Their office is often on four wheels
While a hospital or doctor's office nurse likely won't have their wallets on them while they are dealing with patients, traveling professionals have to carry these belongings with them to and from each location. Not only that, but a nurse who goes on the road has to treat their car as if it were a traveling office, with patients information and documents often left unattended in driveways or parking lots while the nurse is busy helping a patient.
It's not just their identities at risk but also the patient's
If you are a traveling nurse, you should take a few precautionary steps to make sure that your identity is protected as well as that of your patients. When you aren't in your car, locking the doors is only one precaution you can take to make sure that your files are safe. Make sure that all briefcases or document holders are kept out of sight — either underneath the seats of your car or covered by other items — so that passersby don't spot them and attempt to break in.

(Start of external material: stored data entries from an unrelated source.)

use axum::{
    Json,
    extract::{Query, State},
    http::{HeaderName, HeaderValue, header::CACHE_CONTROL},
};
use mesrs_cache::{CacheControlConfig, dashboard as keys, hash_params};
use mesrs_core::AppError;
use tracing::instrument;

use crate::middleware::language::RequestLanguage;
use crate::modules::auth::controller::ErrorResponse;
use crate::modules::dashboard::model::{
    ChartPoint, DashboardStats, EnrollmentTrendPoint, FormationPerformance, LanguageQuery,
    MonthlyGrowth, RecentActivity, RecentActivityParams, SeriesResponse, StatCard, SuccessRate,
    TrendParams, UniversityStat,
};
use crate::modules::dashboard::service::{DashboardService, cached, stat_cards};
use crate::state::AppState;

type Series<T> = ([(HeaderName, HeaderValue); 1], Json<SeriesResponse<T>>);

fn respond<T>(data: T, refresh_secs: u64) -> Series<T> {
    (
        [(
            CACHE_CONTROL,
            CacheControlConfig::private(refresh_secs).to_header_value(),
        )],
        Json(SeriesResponse::new(data, refresh_secs)),
    )
}

#[utoipa::path(
    get,
    path = "/api/dashboard/stats",
    params(LanguageQuery),
    responses(
        (status = 200, description = "Headline counters", body = SeriesResponse<DashboardStats>),
        (status = 401, description = "Unauthorized", body = ErrorResponse),
        (status = 500, description = "Localized load error", body = ErrorResponse)
    ),
    security(("bearer_auth" = [])),
    tag = "Dashboard"
)]
#[instrument(skip(state))]
pub async fn get_dashboard_stats(
    State(state): State<AppState>,
    RequestLanguage(lang): RequestLanguage,
) -> Result<Series<DashboardStats>, AppError> {
    let ttl = state.dashboard_config.stats_refresh_secs;
    let stats = cached(state.cache(), "stats", &keys::series("stats"), ttl, || {
        DashboardService::get_dashboard_stats(&state.db)
    })
    .await
    .map_err(|e| e.localized(lang))?;

    Ok(respond(stats, ttl))
}

/// Headline counters with localized titles and formatted values.
#[utoipa::path(
    get,
    path = "/api/dashboard/stat-cards",
    params(LanguageQuery),
    responses(
        (status = 200, description = "Stat cards", body = SeriesResponse<Vec<StatCard>>),
        (status = 401, description = "Unauthorized", body = ErrorResponse),
        (status = 500, description = "Localized load error", body = ErrorResponse)
    ),
    security(("bearer_auth" = [])),
    tag = "Dashboard"
)]
#[instrument(skip(state))]
pub async fn get_stat_cards(
    State(state): State<AppState>,
    RequestLanguage(lang): RequestLanguage,
) -> Result<Series<Vec<StatCard>>, AppError> {
    let ttl = state.dashboard_config.stats_refresh_secs;
    let key = keys::localized("stat-cards", lang.code());
    let cards = cached(state.cache(), "stat-cards", &key, ttl, || async {
        let stats = DashboardService::get_dashboard_stats(&state.db).await?;
        Ok(stat_cards(&stats, lang))
    })
    .await
    .map_err(|e| e.localized(lang))?;

    Ok(respond(cards, ttl))
}

#[utoipa::path(
    get,
    path = "/api/dashboard/enrollment-trends",
    params(TrendParams),
    responses(
        (status = 200, description = "New students per month, oldest first", body = SeriesResponse<Vec<EnrollmentTrendPoint>>),
        (status = 401, description = "Unauthorized", body = ErrorResponse),
        (status = 500, description = "Localized load error", body = ErrorResponse)
    ),
    security(("bearer_auth" = [])),
    tag = "Dashboard"
)]
#[instrument(skip(state))]
pub async fn get_enrollment_trends(
    State(state): State<AppState>,
    RequestLanguage(lang): RequestLanguage,
    Query(params): Query<TrendParams>,
) -> Result<Series<Vec<EnrollmentTrendPoint>>, AppError> {
    let ttl = state.dashboard_config.trends_refresh_secs;
    let months_back = params.months_back();
    let key = keys::with_params("enrollment-trends", &hash_params(&months_back));
    let trends = cached(state.cache(), "enrollment-trends", &key, ttl, || {
        DashboardService::get_enrollment_trends(&state.db, months_back)
    })
    .await
    .map_err(|e| e.localized(lang))?;

    Ok(respond(trends, ttl))
}

#[utoipa::path(
    get,
    path = "/api/dashboard/formations",
    responses(
        (status = 200, description = "Students per formation", body = SeriesResponse<Vec<ChartPoint>>),
        (status = 401, description = "Unauthorized", body = ErrorResponse),
        (status = 500, description = "Localized load error", body = ErrorResponse)
    ),
    security(("bearer_auth" = [])),
    tag = "Dashboard"
)]
#[instrument(skip(state))]
pub async fn get_enrollment_stats_by_formation(
    State(state): State<AppState>,
    RequestLanguage(lang): RequestLanguage,
) -> Result<Series<Vec<ChartPoint>>, AppError> {
    let ttl = state.dashboard_config.trends_refresh_secs;
    let points = cached(state.cache(), "formations", &keys::series("formations"), ttl, || {
        DashboardService::get_enrollment_stats_by_formation(&state.db)
    })
    .await
    .map_err(|e| e.localized(lang))?;

    Ok(respond(points, ttl))
}

#[utoipa::path(
    get,
    path = "/api/dashboard/universities",
    responses(
        (status = 200, description = "Students and teachers per university", body = SeriesResponse<Vec<UniversityStat>>),
        (status = 401, description = "Unauthorized", body = ErrorResponse),
        (status = 500, description = "Localized load error", body = ErrorResponse)
    ),
    security(("bearer_auth" = [])),
    tag = "Dashboard"
)]
#[instrument(skip(state))]
pub async fn get_university_stats(
    State(state): State<AppState>,
    RequestLanguage(lang): RequestLanguage,
) -> Result<Series<Vec<UniversityStat>>, AppError> {
    let ttl = state.dashboard_config.trends_refresh_secs;
    let stats = cached(
        state.cache(),
        "universities",
        &keys::series("universities"),
        ttl,
        || DashboardService::get_university_stats(&state.db),
    )
    .await
    .map_err(|e| e.localized(lang))?;

    Ok(respond(stats, ttl))
}

#[utoipa::path(
    get,
    path = "/api/dashboard/activities",
    params(RecentActivityParams, LanguageQuery),
    responses(
        (status = 200, description = "Latest activity, newest first", body = SeriesResponse<Vec<RecentActivity>>),
        (status = 401, description = "Unauthorized", body = ErrorResponse),
        (status = 500, description = "Localized load error", body = ErrorResponse)
    ),
    security(("bearer_auth" = [])),
    tag = "Dashboard"
)]
#[instrument(skip(state))]
pub async fn get_recent_activities(
    State(state): State<AppState>,
    RequestLanguage(lang): RequestLanguage,
    Query(params): Query<RecentActivityParams>,
) -> Result<Series<Vec<RecentActivity>>, AppError> {
    let ttl = state.dashboard_config.stats_refresh_secs;
    let limit = params.limit();
    let key = keys::with_params("activities", &hash_params(&(limit, lang.code())));
    let activities = cached(state.cache(), "activities", &key, ttl, || {
        DashboardService::get_recent_activities(&state.db, limit, lang)
    })
    .await
    .map_err(|e| e.localized(lang))?;

    Ok(respond(activities, ttl))
}

#[utoipa::path(
    get,
    path = "/api/dashboard/formation-performance",
    responses(
        (status = 200, description = "Average GPA and pass rate per formation", body = SeriesResponse<Vec<FormationPerformance>>),
        (status = 401, description = "Unauthorized", body = ErrorResponse),
        (status = 500, description = "Localized load error", body = ErrorResponse)
    ),
    security(("bearer_auth" = [])),
    tag = "Dashboard"
)]
#[instrument(skip(state))]
pub async fn get_formation_performance(
    State(state): State<AppState>,
    RequestLanguage(lang): RequestLanguage,
) -> Result<Series<Vec<FormationPerformance>>, AppError> {
    let ttl = state.dashboard_config.performance_refresh_secs;
    let performance = cached(
        state.cache(),
        "formation-performance",
        &keys::series("formation-performance"),
        ttl,
        || DashboardService::get_formation_performance(&state.db),
    )
    .await
    .map_err(|e| e.localized(lang))?;

    Ok(respond(performance, ttl))
}

#[utoipa::path(
    get,
    path = "/api/dashboard/monthly-growth",
    responses(
        (status = 200, description = "This month against last month", body = SeriesResponse<MonthlyGrowth>),
        (status = 401, description = "Unauthorized", body = ErrorResponse),
        (status = 500, description = "Localized load error", body = ErrorResponse)
    ),
    security(("bearer_auth" = [])),
    tag = "Dashboard"
)]
#[instrument(skip(state))]
pub async fn get_monthly_growth(
    State(state): State<AppState>,
    RequestLanguage(lang): RequestLanguage,
) -> Result<Series<MonthlyGrowth>, AppError> {
    let ttl = state.dashboard_config.performance_refresh_secs;
    let growth = cached(
        state.cache(),
        "monthly-growth",
        &keys::series("monthly-growth"),
        ttl,
        || DashboardService::get_monthly_growth(&state.db),
    )
    .await
    .map_err(|e| e.localized(lang))?;

    Ok(respond(growth, ttl))
}

#[utoipa::path(
    get,
    path = "/api/dashboard/success-rate",
    responses(
        (status = 200, description = "Share of passed exam results", body = SeriesResponse<SuccessRate>),
        (status = 401, description = "Unauthorized", body = ErrorResponse),
        (status = 500, description = "Localized load error", body = ErrorResponse)
    ),
    security(("bearer_auth" = [])),
    tag = "Dashboard"
)]
#[instrument(skip(state))]
pub async fn get_success_rate(
    State(state): State<AppState>,
    RequestLanguage(lang): RequestLanguage,
) -> Result<Series<SuccessRate>, AppError> {
    let ttl = state.dashboard_config.performance_refresh_secs;
    let rate = cached(
        state.cache(),
        "success-rate",
        &keys::series("success-rate"),
        ttl,
        || DashboardService::get_success_rate(&state.db),
    )
    .await
    .map_err(|e| e.localized(lang))?;

    Ok(respond(rate, ttl))
}
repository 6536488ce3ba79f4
use axum::{
    Router,
    routing::{get, post},
};

use crate::modules::scholarships::controller::{
    create_application, create_scholarship, decide_application, delete_scholarship,
    get_application, get_scholarship, list_applications, list_scholarships, update_scholarship,
};
use crate::state::AppState;

pub fn init_scholarships_router() -> Router<AppState> {
    Router::new()
        .route("/", get(list_scholarships).post(create_scholarship))
        .route(
            "/{id}",
            get(get_scholarship)
                .put(update_scholarship)
                .delete(delete_scholarship),
        )
}

pub fn init_applications_router() -> Router<AppState> {
    Router::new()
        .route("/", get(list_applications).post(create_application))
        .route("/{id}", get(get_application))
        .route("/{id}/decision", post(decide_application))
}
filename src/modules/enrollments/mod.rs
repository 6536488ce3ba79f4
pub mod controller;
pub mod model;
pub mod router;
pub mod service;

pub use model::*;
pub use router::init_enrollments_router;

Travel light and do so wisely
It is also wise to avoid carrying any documentation on you that isn't absolutely necessary for your day's duties. If you don't need a credit card, for example, leave it at home. Any certification that you do need to have with you during your daily visits, keep it in a wallet in your pocket or carry a fanny pack — using a backpack or purse could make you the victim of human error if you leave it at a patient's house or another more public setting.
Should you know first-hand how hard these traveling nurses work to help others, show them your appreciation on May 12, Nurse's Day, by letting them know about credit monitoring to help them keep an eye on their credit while they are busy working.